Sunday, March 1
Happy Sunday Blessings Everyone!!!
We need to embrace with contentment God's calling on our lives. The saying has the sense that we are to let God use us and seek to be fruitful wherever we are. He has great plans for us if only we will step out of our comfort zone. He will show us that it's ok and we will enjoy every moment.
Bloom where you are planted. It is an old statement, but there is a lot of truth to the words. I think, though, in order to truly bloom where we are planted we must be thankful for more than just the location that we call home; we must also be grateful for the circumstances and the seasons in which we find ourselves and learn to praise God and see His loving hand in both the good and the difficult things in our lives.

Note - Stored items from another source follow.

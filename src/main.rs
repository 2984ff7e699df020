//! Filemover CLI
//!
//! Runs, lists, validates and creates mover configurations.

use anyhow::{Context, Result, bail};
use clap::Parser;
use std::path::{Path, PathBuf};
use tracing_subscriber::{layer::SubscriberExt, util::SubscriberInitExt};

use filemover::rules::{DEFAULT_TIMESTAMP_FORMAT, RenameRule};
use filemover::{
    CollisionAvoidance, Config, DestinationCollision, FileOutcome, Mover, MoverConfig,
    RenamePipeline, SourceRetention, TimestampPolicy, TimestampPosition,
};

#[derive(Parser, Debug)]
#[command(name = "filemover")]
#[command(author, version, about = "Rule-driven file routing")]
struct Cli {
    /// Path to config file
    #[arg(short, long, value_name = "FILE", global = true)]
    config: Option<PathBuf>,

    /// Enable verbose logging
    #[arg(short, long, global = true)]
    verbose: bool,

    #[command(subcommand)]
    command: Option<Commands>,
}

#[derive(clap::Subcommand, Debug)]
enum Commands {
    /// Run every configured mover (default)
    Run {
        /// Only show what would happen
        #[arg(long)]
        dry_run: bool,
    },

    /// List files each mover would pick up
    List,

    /// Validate config file
    Check,

    /// Create a mover and write it to a config file
    New(NewArgs),
}

#[derive(clap::Args, Debug)]
struct NewArgs {
    /// Config file to write (.json or .toml)
    #[arg(short, long, value_name = "FILE")]
    output: PathBuf,

    /// Add to the movers already in the output file instead of replacing it
    #[arg(long)]
    append: bool,

    #[arg(long)]
    name: Option<String>,

    #[arg(long)]
    description: Option<String>,

    /// Source directory (repeatable)
    #[arg(long = "source", value_name = "DIR", required = true)]
    sources: Vec<PathBuf>,

    /// Destination directory (repeatable)
    #[arg(long = "dest", value_name = "DIR", required = true)]
    destinations: Vec<PathBuf>,

    /// Exact file type without the dot (repeatable)
    #[arg(long = "type", value_name = "EXT")]
    file_types: Vec<String>,

    #[arg(long, value_name = "REGEX")]
    type_regex: Option<String>,

    #[arg(long, value_name = "REGEX")]
    type_exclude_regex: Option<String>,

    /// Exact file name without extension (repeatable)
    #[arg(long = "file-name", value_name = "NAME")]
    file_names: Vec<String>,

    #[arg(long, value_name = "REGEX")]
    name_regex: Option<String>,

    #[arg(long, value_name = "REGEX")]
    name_exclude_regex: Option<String>,

    #[arg(long, value_name = "TEXT")]
    name_contains: Option<String>,

    #[arg(long, value_name = "TEXT")]
    name_starts_with: Option<String>,

    #[arg(long, value_name = "TEXT")]
    name_ends_with: Option<String>,

    /// Walk source directories recursively
    #[arg(long)]
    recursive: bool,

    /// Source retention policy
    #[arg(long, default_value = "never_keep")]
    keep: SourceRetention,

    /// What to do when a destination file already exists
    #[arg(long, default_value = "ignore")]
    on_collision: DestinationCollision,

    /// When to abandon a file entirely because of collisions
    #[arg(long, default_value = "none")]
    avoid: CollisionAvoidance,

    /// Text prepended to the renamed file
    #[arg(long, value_name = "TEXT")]
    prefix: Option<String>,

    /// Text appended to the renamed file
    #[arg(long, value_name = "TEXT")]
    suffix: Option<String>,

    /// Match --replace search terms case-sensitively
    #[arg(long)]
    case_sensitive: bool,

    /// Replace rule, applied in the order given (repeatable)
    #[arg(long = "replace", value_name = "SEARCH=REPLACE", value_parser = parse_replace)]
    replacements: Vec<RenameRule>,

    /// Insert a timestamp into the file name. Implied by the other
    /// timestamp options.
    #[arg(long)]
    timestamp: bool,

    /// strftime layout of the timestamp
    #[arg(long, value_name = "FORMAT")]
    timestamp_format: Option<String>,

    /// IANA time zone of the timestamp (default: local time)
    #[arg(long, value_name = "TZ")]
    timezone: Option<String>,

    /// start, after_prefix, before_suffix or end
    #[arg(long, value_name = "POSITION")]
    timestamp_position: Option<String>,
}

fn parse_replace(s: &str) -> std::result::Result<RenameRule, String> {
    match s.split_once('=') {
        Some((search, replace)) if !search.is_empty() => Ok(RenameRule::new(search, replace)),
        _ => Err(format!("expected SEARCH=REPLACE with a non-empty SEARCH, got '{s}'")),
    }
}

impl NewArgs {
    /// Rename pipeline requested by the flags, if any
    fn rename(&self) -> Result<Option<RenamePipeline>> {
        let wants_timestamp = self.timestamp
            || self.timestamp_format.is_some()
            || self.timezone.is_some()
            || self.timestamp_position.is_some();
        if !wants_timestamp
            && self.prefix.is_none()
            && self.suffix.is_none()
            && self.replacements.is_empty()
        {
            return Ok(None);
        }

        let mut builder = RenamePipeline::builder()
            .case_sensitive(self.case_sensitive)
            .prefix(self.prefix.clone().unwrap_or_default())
            .suffix(self.suffix.clone().unwrap_or_default())
            .rules(self.replacements.clone());

        if wants_timestamp {
            let position = match self.timestamp_position {
                Some(ref p) => p.parse::<TimestampPosition>()?,
                None => TimestampPosition::default(),
            };
            builder = builder.timestamp(TimestampPolicy::new(
                self.timestamp_format
                    .as_deref()
                    .unwrap_or(DEFAULT_TIMESTAMP_FORMAT),
                self.timezone.as_deref(),
                position,
            )?);
        }

        Ok(Some(builder.build()))
    }
}

/// Directories written by `new` must be absolute after `~`/`$VAR` expansion
fn absolute_dirs(dirs: &[PathBuf], kind: &str) -> Result<Vec<PathBuf>> {
    dirs.iter()
        .map(|dir| {
            let expanded = filemover::expand_path(dir);
            if !expanded.is_absolute() {
                bail!("{kind} directory must be an absolute path: {}", dir.display());
            }
            Ok(expanded)
        })
        .collect()
}

fn init_logging(verbose: bool, configured: Option<&str>) {
    let log_level = if verbose {
        "debug"
    } else {
        configured.unwrap_or("info")
    };
    tracing_subscriber::registry()
        .with(tracing_subscriber::EnvFilter::new(
            std::env::var("FILEMOVER_LOG").unwrap_or_else(|_| log_level.to_string()),
        ))
        .with(tracing_subscriber::fmt::layer().with_target(false))
        .init();
}

/// Load the config and validate every mover before anything is touched
fn load_movers(path: Option<&Path>) -> Result<(Config, Vec<Mover>)> {
    let config = Config::load(path)?;
    let movers = config
        .movers()
        .context("Invalid mover configuration")?
        .into_iter()
        .map(Mover::new)
        .collect();
    Ok((config, movers))
}

fn main() -> Result<()> {
    let cli = Cli::parse();

    match cli.command.unwrap_or(Commands::Run { dry_run: false }) {
        Commands::Run { dry_run } => {
            let (config, movers) = load_movers(cli.config.as_deref())?;
            init_logging(cli.verbose, Some(&config.general.log_level));

            if movers.is_empty() {
                println!("No movers configured");
                return Ok(());
            }

            for mover in &movers {
                if dry_run {
                    print_plan(mover);
                } else {
                    let summary = mover.move_files();
                    println!(
                        "{}: {} matched, {} placed, {} cancelled, {} failed, {} copies, {} sources removed",
                        mover.config().name(),
                        summary.matched,
                        summary.placed,
                        summary.cancelled,
                        summary.failed,
                        summary.written,
                        summary.removed
                    );
                }
            }
        }
        Commands::List => {
            let (config, movers) = load_movers(cli.config.as_deref())?;
            init_logging(cli.verbose, Some(&config.general.log_level));

            for mover in &movers {
                println!("{}", mover.config());
                for path in mover.get_matched_files() {
                    println!("  {}", path.display());
                }
            }
        }
        Commands::Check => match load_movers(cli.config.as_deref()) {
            Ok((_, movers)) => {
                println!("✓ Config is valid");
                println!("  {} movers", movers.len());
                for mover in &movers {
                    println!("  - {}", mover.config());
                }
            }
            Err(e) => {
                eprintln!("✗ Config error: {:#}", e);
                std::process::exit(1);
            }
        },
        Commands::New(args) => {
            init_logging(cli.verbose, None);
            create_mover(args)?;
        }
    }

    Ok(())
}

fn print_plan(mover: &Mover) {
    println!("{}", mover.config());
    for source in mover.get_matched_files() {
        let (plan, outcome) = match mover.preview(&source) {
            Ok(preview) => preview,
            Err(e) => {
                println!("  [dry-run] {} -> error: {}", source.display(), e);
                continue;
            }
        };

        match outcome {
            FileOutcome::Cancelled { .. } => {
                println!("  [dry-run] {} -> cancelled (collisions)", source.display());
            }
            FileOutcome::Placed {
                written,
                skipped,
                failed,
                source_removed,
            } => {
                println!("  [dry-run] {}", source.display());
                for dest in &plan.destinations {
                    let note = if written.contains(dest) && plan.collides(dest) {
                        "exists, overwrite"
                    } else if written.contains(dest) {
                        "copy"
                    } else if skipped.contains(dest) {
                        "exists, skip"
                    } else if failed.contains(dest) {
                        "same file as source, refused"
                    } else {
                        continue;
                    };
                    println!("      -> {} ({})", dest.display(), note);
                }
                if source_removed {
                    println!("      source would be removed");
                }
            }
        }
    }
}

fn create_mover(args: NewArgs) -> Result<()> {
    let rename = args.rename()?;
    let mut builder = MoverConfig::builder()
        .source_directories(absolute_dirs(&args.sources, "source")?)
        .destination_directories(absolute_dirs(&args.destinations, "destination")?)
        .file_types(args.file_types)
        .file_names(args.file_names)
        .recursive(args.recursive)
        .keep_source_behavior(args.keep)
        .destination_collision_behavior(args.on_collision)
        .collision_avoidance_behavior(args.avoid);

    if let Some(name) = args.name {
        builder = builder.name(name);
    }
    if let Some(description) = args.description {
        builder = builder.description(description);
    }
    if let Some(p) = args.type_regex {
        builder = builder.file_type_regex(p);
    }
    if let Some(p) = args.type_exclude_regex {
        builder = builder.file_type_exclude_regex(p);
    }
    if let Some(p) = args.name_regex {
        builder = builder.file_name_regex(p);
    }
    if let Some(p) = args.name_exclude_regex {
        builder = builder.file_name_exclude_regex(p);
    }
    if let Some(s) = args.name_contains {
        builder = builder.file_name_contains(s);
    }
    if let Some(s) = args.name_starts_with {
        builder = builder.file_name_starts_with(s);
    }
    if let Some(s) = args.name_ends_with {
        builder = builder.file_name_ends_with(s);
    }

    if let Some(rename) = rename {
        builder = builder.rename(rename);
    }

    let mover = builder.build()?;

    let mut config = if args.append && args.output.exists() {
        Config::load(Some(&args.output))?
    } else {
        Config::default()
    };
    config.movers.push(mover.to_document());
    config.save(Some(&args.output))?;

    println!("✓ Saved mover '{}' to {}", mover.name(), args.output.display());
    Ok(())
}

I say this because, I know in my own life that I have had some hard seasons and circumstances to deal with and face. I know without God I couldn't get through these. I would have fallen flat on my face, given up, threw in the towel. I didn't do that because I do have a relationship with Christ and my walk may not be the perfect walk, but it's the walk He has for me. I have had several challenges even recently as of this past December. I had a scare with the words "cancer". I do not have cancer, but right now I am one step away from it as my doctor said. We are doing treatment right now and I will be having a biopsy in April. I am placing it in God's hands because HE holds the answer, He holds the cure. I know we can do this. I have been doing what I have been instructed to. I have confidence, faith that we will be getting a good biopsy report.
As you may have read in past posts or even recent posts because we just had Rare Disease Day; my son and I have Osteogenesis Imperfecta. I could say that this has brought us down. I will say this however, it did drop me to my knees in the beginning. You may ask why. Our son is special needs and we have had a wild ride with his special needs. I say wild ride meaning we have had many things to learn about each one of them. We had to learn how to help him with processing things and just learning how to get through his day. Now with the Osteogenesis Imperfecta as part of his life and mine we could have let it control us and keep us from doing the things we love or want to do. We just do them with caution. We have learned how to put God into this and show Him praise through this. We show this through our unbreakable spirits. We may fracture, but we don't let this get us down. We keep our spirits up.